Help with CodeBERT-based Code Search - Random Results Issue

Hi every one,
I am new to using AI models and am building a simple code search engine using the pre-trained CodeBERT model. I generate embeddings for code functions using the following implementation:

from transformers import RobertaTokenizer, RobertaModel
Import torch



def generate_embedding(code):
    
 tokenizer = RobertaTokenizer.from_pretrained("microsoft/codebert-base")
    
model = RobertaModel.from_pretrained("microsoft/codebert-base", add_pooling_layer=False)
    
    
inputs = tokenizer(code, return_tensors="pt", truncation=True, max_length=512, padding="max_length")
    
with torch.no_grad():
        
outputs = model(**inputs)
embedding = outputs.last_hidden_state.mean(dim=1).squeeze().numpy()
    
return embedding.tolist()

Workflow:

  1. Code Preprocessing:
    Input code is formatted to lowercase, and newline characters are removed.

  2. Embedding Storage: I generate embeddings for code snippets using the above function and store them in Elasticsearch.

  3. Query Handling:

  • The user’s natural language query is converted to embeddings using the same function.

  • I compute cosine similarity between the query embedding and code embeddings stored in Elasticsearch.

  • The top 5 most similar code snippets are returned.

Problem:

The search results appear random and irrelevant to the input query. I suspect there might be an issue with how I process the inputs or compute the embeddings.

Questions:

  1. Should the input query (in natural language) be processed differently compared to code snippets?

  2. Are there any recommended ways to align embeddings for code and natural language queries using CodeBERT?

  3. Is my Python code correct for the problem I am trying to solve, or are there improvements I should make?

Any advice, corrections, or suggestions would be greatly appreciated!

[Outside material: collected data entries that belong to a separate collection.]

// Copyright (c) 2025 Fabstir
// SPDX-License-Identifier: BUSL-1.1
//! Embedding providers
//!
//! Maps text (chunk or query) to a fixed-dimension dense vector behind the
//! `EmbeddingProvider` seam. The provider is an opaque external service:
//! one vector per input text, same order, batch boundaries never affect the
//! resulting vectors. Vectors come back raw; the index/retriever side
//! L2-normalizes before any cosine-via-inner-product comparison.

pub mod hashing;
pub mod openai;

pub use hashing::HashEmbeddings;
pub use openai::OpenAiEmbeddings;

use async_trait::async_trait;

use crate::errors::RagError;

/// Contract for an external embedding service
#[async_trait]
pub trait EmbeddingProvider: Send + Sync {
    /// Embed a batch of texts, one vector per input, input order preserved
    ///
    /// Fails with `EmbeddingService` (or `Timeout`) on provider errors; the
    /// caller decides whether to retry or abort the whole build.
    async fn embed(&self, texts: &[String]) -> Result<Vec<Vec<f32>>, RagError>;

    /// Fixed output dimension for this provider's model identity
    fn dimension(&self) -> usize;

    /// Model identity, recorded in the index manifest
    fn model_id(&self) -> &str;
}
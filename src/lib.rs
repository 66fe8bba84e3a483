// Copyright (c) 2025 Fabstir
// SPDX-License-Identifier: BUSL-1.1
pub mod chunker;
pub mod cli;
pub mod composer;
pub mod config;
pub mod context;
pub mod embeddings;
pub mod errors;
pub mod generation;
pub mod index;
pub mod pages;
pub mod retriever;

// Re-export main types
pub use chunker::{chunk_corpus, chunk_page, chunk_text, ChunkMetadata};
pub use composer::{AnswerComposer, AnswerRecord, FALLBACK_ANSWER, SYSTEM_PROMPT};
pub use config::RagConfig;
pub use context::RagContext;
pub use embeddings::{EmbeddingProvider, HashEmbeddings, OpenAiEmbeddings};
pub use errors::RagError;
pub use generation::{GenerationProvider, GenerationRequest, MockGeneration, OpenAiChat};
pub use index::{IndexManifest, SearchHit, VectorIndexSnapshot};
pub use pages::{load_page, load_pages, Page};
pub use retriever::{RetrievalResult, Retriever};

I am still learning and would love to understand what I might be doing wrong.

Thank you!

1 Like

After a deep dive into the CodeBERT repository, I’ve discovered how Microsoft’s code search logic works.

In the codesearch directory, there is a binary classifier that takes as input a vector where:

  • The first part of the vector represents the text (e.g., the user’s query).
  • The second part represents the source code.

The classifier then outputs a True or False value, indicating whether the given code snippet is consistent with the query (e.g., a comment or description).

I also found that when initializing the classifier in the same way as in the script from the CodeBERT repository:
run_classifier.py:

from transformers import RobertaForSequenceClassification

model = RobertaForSequenceClassification.from_pretrained("microsoft/codebert-base")

The classifier behaves differently each time it is initialized. This happens because the model is initialized with random weights, so it requires training from scratch before producing meaningful results.

1 Like